Problem statement
All of the lines below should be output exactly as shown.

Provided data
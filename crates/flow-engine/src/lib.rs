//! Flow Engine - deferred-computation workflows with live admission policies
//!
//! Tasks are invoked lazily: calling a task produces a [`LazyCall`] handle
//! instead of a value. Handles compose into an invocation tree that the
//! engine turns into a deduplicated graph, orders into concurrent stages and
//! executes. It supports:
//!
//! - Hash-consed nodes (structural and template fingerprints)
//! - Routers, conditions, ordering dependencies and fan-out
//! - Tail calls as a trampoline with bounded memory
//! - Named resources and live constraints (pause, concurrency, rate)
//!   fed from a pub/sub topic
//!
//! # Architecture
//!
//! - `GraphBuilder`: invocation tree → graph, nodes interned in `NodeRegistry`
//! - `Solver`: graph → stage plan (`LayeredSolver`, `ResourceAwareSolver`)
//! - `FlowManager`: skip and prune decisions for one graph
//! - `NodeProcessor`: admission, resources, cache and retries for one node
//! - `GraphStrategy` / `VmStrategy`: drive generations to a final value
//! - `Engine`: wires everything together
//!
//! # Example
//!
//! ```ignore
//! use flow_engine::{Engine, Outcome, TaskDef};
//! use std::sync::Arc;
//!
//! let add = Arc::new(TaskDef::new("add", |args| async move {
//!     Ok(Outcome::value(args.i64_arg(0)? + args.i64_arg(1)?))
//! }));
//! let engine = Engine::builder().build();
//! let three = engine.run(&add.apply([1, 2])).await?;
//! ```

pub mod builder;
pub mod cache;
pub mod call;
pub mod config;
pub mod constraints;
pub mod engine;
pub mod error;
pub mod events;
pub mod executor;
pub mod extensions;
pub mod flow;
pub mod hashing;
pub mod processor;
pub mod pubsub;
pub mod recursion;
pub mod registry;
pub mod resources;
pub mod signal;
pub mod solver;
pub mod store;
pub mod strategy;
pub mod types;

// Re-export key types
pub use builder::GraphBuilder;
pub use cache::{CachePolicy, MemoryCache};
pub use call::{Amount, Arg, LazyCall, Outcome, RetryPolicy, Router, TaskArgs, TaskDef};
pub use config::{EngineConfig, SolverKind, StrategyKind};
pub use constraints::{Constraint, ConstraintHandler, ConstraintManager, ControlMessage};
pub use engine::{Engine, EngineBuilder, RunOptions};
pub use error::{EngineError, Result};
pub use events::{ChannelEventSink, EventSink, NullEventSink, VecEventSink, WorkflowEvent};
pub use executor::{Executor, LocalExecutor};
pub use extensions::Extensions;
pub use flow::{FlowManager, SkipReason};
pub use pubsub::{LocalBroker, PubSubConnector};
pub use resources::{ResourceGuard, ResourceManager};
pub use solver::{LayeredSolver, ResourceAwareSolver, Solver, StagePlan};
pub use store::{MemoryStore, ResultStore};
pub use strategy::{ExecutionStrategy, GraphStrategy, VmStrategy};
pub use types::{EdgeKind, Graph, Node, NodeId, NodeKind};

Answer for the task
filename crates/flow-engine/src/lib.rs
//! Flow Engine - deferred-computation workflows with live admission policies
//!
//! Tasks are invoked lazily: calling a task produces a [`LazyCall`] handle
//! instead of a value. Handles compose into an invocation tree that the
//! engine turns into a deduplicated graph, orders into concurrent stages and
//! executes. It supports:
//!
//! - Hash-consed nodes (structural and template fingerprints)
//! - Routers, conditions, ordering dependencies and fan-out
//! - Tail calls as a trampoline with bounded memory
//! - Named resources and live constraints (pause, concurrency, rate)
//!   fed from a pub/sub topic
//!
//! # Architecture
//!
//! - `GraphBuilder`: invocation tree → graph, nodes interned in `NodeRegistry`
//! - `Solver`: graph → stage plan (`LayeredSolver`, `ResourceAwareSolver`)
//! - `FlowManager`: skip and prune decisions for one graph
//! - `NodeProcessor`: admission, resources, cache and retries for one node
//! - `GraphStrategy` / `VmStrategy`: drive generations to a final value
//! - `Engine`: wires everything together
//!
//! # Example
//!
//! ```ignore
//! use flow_engine::{Engine, Outcome, TaskDef};
//! use std::sync::Arc;
//!
//! let add = Arc::new(TaskDef::new("add", |args| async move {
//!     Ok(Outcome::value(args.i64_arg(0)? + args.i64_arg(1)?))
//! }));
//! let engine = Engine::builder().build();
//! let three = engine.run(&add.apply([1, 2])).await?;
//! ```

pub mod builder;
pub mod cache;
pub mod call;
pub mod config;
pub mod constraints;
pub mod engine;
pub mod error;
pub mod events;
pub mod executor;
pub mod extensions;
pub mod flow;
pub mod hashing;
pub mod processor;
pub mod pubsub;
pub mod recursion;
pub mod registry;
pub mod resources;
pub mod signal;
pub mod solver;
pub mod store;
pub mod strategy;
pub mod types;

// Re-export key types
pub use builder::GraphBuilder;
pub use cache::{CachePolicy, MemoryCache};
pub use call::{Amount, Arg, LazyCall, Outcome, RetryPolicy, Router, TaskArgs, TaskDef};
pub use config::{EngineConfig, SolverKind, StrategyKind};
pub use constraints::{Constraint, ConstraintHandler, ConstraintManager, ControlMessage};
pub use engine::{Engine, EngineBuilder, RunOptions};
pub use error::{EngineError, Result};
pub use events::{ChannelEventSink, EventSink, NullEventSink, VecEventSink, WorkflowEvent};
pub use executor::{Executor, LocalExecutor};
pub use extensions::Extensions;
pub use flow::{FlowManager, SkipReason};
pub use pubsub::{LocalBroker, PubSubConnector};
pub use resources::{ResourceGuard, ResourceManager};
pub use solver::{LayeredSolver, ResourceAwareSolver, Solver, StagePlan};
pub use store::{MemoryStore, ResultStore};
pub use strategy::{ExecutionStrategy, GraphStrategy, VmStrategy};
pub use types::{EdgeKind, Graph, Node, NodeId, NodeKind};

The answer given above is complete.